### Exercise objective
Nothing after the line containing "use crate::trace::method_id::simple_class_name;" belongs in the answer; write out exactly every line from the start of the material up to it, including it.

### Data extracts
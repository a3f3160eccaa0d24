//! Plain text output renderer
//!
//! Indented call tree without any markup, for:
//! - Piping to other tools
//! - Log files
//!
//! @module trace/output/plain

use super::{DiagramRenderer, TraceResult};
use crate::trace::config::SequenceOutputConfig;
use crate::trace::method_id::simple_class_name;
use crate::trace::types::{ControlFlowFragment, DiagramNode, FragmentKind, FragmentPart, Interaction};

// =============================================================================
// PLAIN TEXT RENDERER
// =============================================================================

/// Plain text tree renderer
pub struct PlainRenderer {
    config: SequenceOutputConfig,
}

impl PlainRenderer {
    pub fn new(config: SequenceOutputConfig) -> Self {
        Self { config }
    }

    fn push_nodes(&self, output: &mut String, nodes: &[DiagramNode], level: usize) {
        for node in nodes {
            match node {
                DiagramNode::Interaction(i) => self.push_interaction(output, i, level),
                DiagramNode::Fragment(f) => self.push_fragment(output, f, level, true),
            }
        }
    }

    fn push_interaction(&self, output: &mut String, i: &Interaction, level: usize) {
        if self.config.filter.should_exclude_call(&i.callee, &i.method_name, None) {
            return;
        }
        output.push_str(&format!(
            "{}{} -> {}.{}({})  [line {}]\n",
            "  ".repeat(level),
            simple_class_name(&i.caller),
            simple_class_name(&i.callee),
            i.method_name,
            i.arguments.join(", "),
            i.line
        ));
        if !self.config.hide_details_in_chain_expression {
            self.push_nodes(output, &i.internal_calls, level + 1);
        }
        if let Some(next) = &i.next_chained_call {
            self.push_interaction(output, next, level + 1);
        }
    }

    fn push_fragment(&self, output: &mut String, f: &ControlFlowFragment, level: usize, first: bool) {
        let tag = match (f.kind, first) {
            (FragmentKind::Loop, _) => "loop",
            (FragmentKind::Optional, _) => "opt",
            (FragmentKind::Alternative, true) => "alt",
            (FragmentKind::Alternative, false) => "else",
        };
        output.push_str(&format!(
            "{}[{}] {}  (lines {}-{})\n",
            "  ".repeat(level),
            tag,
            f.condition,
            f.start_line,
            f.end_line
        ));
        if !self.config.hide_details_in_conditionals {
            for part in f.parts_in_order() {
                match part {
                    FragmentPart::Call(i) => self.push_interaction(output, i, level + 1),
                    FragmentPart::Block(nested) => self.push_fragment(output, nested, level + 1, true),
                }
            }
        }
        for alternative in &f.alternatives {
            self.push_fragment(output, alternative, level, false);
        }
    }
}

impl DiagramRenderer for PlainRenderer {
    fn render(&self, result: &TraceResult) -> String {
        let mut output = String::new();

        output.push_str(&format!("TRACE: {}\n", result.entry_point));
        output.push_str(&format!(
            "Found: {} interactions (depth {})\n",
            result.interaction_count(),
            self.config.depth
        ));
        output.push_str(&"-".repeat(60));
        output.push('\n');

        if result.is_empty() {
            output.push_str("(no traceable calls)\n");
        } else {
            self.push_nodes(&mut output, &result.nodes, 0);
        }
        output
    }

    fn format_name(&self) -> &'static str {
        "plain"
    }
}

#[cfg(test)]
mod tests {
    use super::*;
    use crate::trace::method_id::MethodId;
    use crate::trace::test_support::{call, control, method, type_file, SnapshotDir};
    use crate::trace::tracer::trace_sequence;

    #[test]
    fn test_plain_tree() {
        let dir = SnapshotDir::new();
        dir.write(
            "A.json",
            type_file(
                "a",
                "A",
                vec![method(
                    "f",
                    1,
                    vec![call("a.B", "g", 2), control("while", "more", 3, vec![call("a.B", "h", 4)])],
                )],
            ),
        );
        dir.write("B.json", type_file("a", "B", vec![method("g", 1, vec![call("a.C", "k", 2)])]));
        let config = SequenceOutputConfig::for_packages(["a"]).with_depth(2);
        let index = dir.index();
        let result = trace_sequence(&index, &config, &MethodId::new("a.A.f()")).unwrap();

        let text = PlainRenderer::new(config).render(&result);
        assert!(text.starts_with("TRACE: a.A.f()\n"));
        assert!(text.contains("A -> B.g()  [line 2]"));
        assert!(text.contains("  B -> C.k()  [line 2]"));
        assert!(text.contains("[loop] more  (lines 3-4)"));
        assert!(text.contains("  A -> B.h()  [line 4]"));
    }

    #[test]
    fn test_nested_fragment_keeps_source_order() {
        let dir = SnapshotDir::new();
        dir.write(
            "A.json",
            type_file(
                "a",
                "A",
                vec![method(
                    "f",
                    1,
                    vec![control(
                        "while",
                        "more",
                        2,
                        vec![
                            control("if", "ready", 3, vec![call("a.B", "inner", 4)]),
                            call("a.B", "after", 6),
                        ],
                    )],
                )],
            ),
        );
        let config = SequenceOutputConfig::for_packages(["a"]).with_depth(1);
        let index = dir.index();
        let result = trace_sequence(&index, &config, &MethodId::new("a.A.f()")).unwrap();

        let text = PlainRenderer::new(config).render(&result);
        let opt = text.find("[opt] ready").unwrap();
        let inner = text.find("B.inner()").unwrap();
        let after = text.find("B.after()").unwrap();
        assert!(opt < inner && inner < after, "{}", text);
        assert!(text.contains("    A -> B.inner()  [line 4]"));
        assert!(text.contains("  A -> B.after()  [line 6]"));
    }

    #[test]
    fn test_empty_trace() {
        let result = TraceResult::new(MethodId::new("a.A.f()"), vec![]);
        let text = PlainRenderer::new(SequenceOutputConfig::default()).render(&result);
        assert!(text.contains("(no traceable calls)"));
    }
}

### Answer box
repository a3f3160eccaa0d24
//! Plain text output renderer
//!
//! Indented call tree without any markup, for:
//! - Piping to other tools
//! - Log files
//!
//! @module trace/output/plain

use super::{DiagramRenderer, TraceResult};
use crate::trace::config::SequenceOutputConfig;
use crate::trace::method_id::simple_class_name;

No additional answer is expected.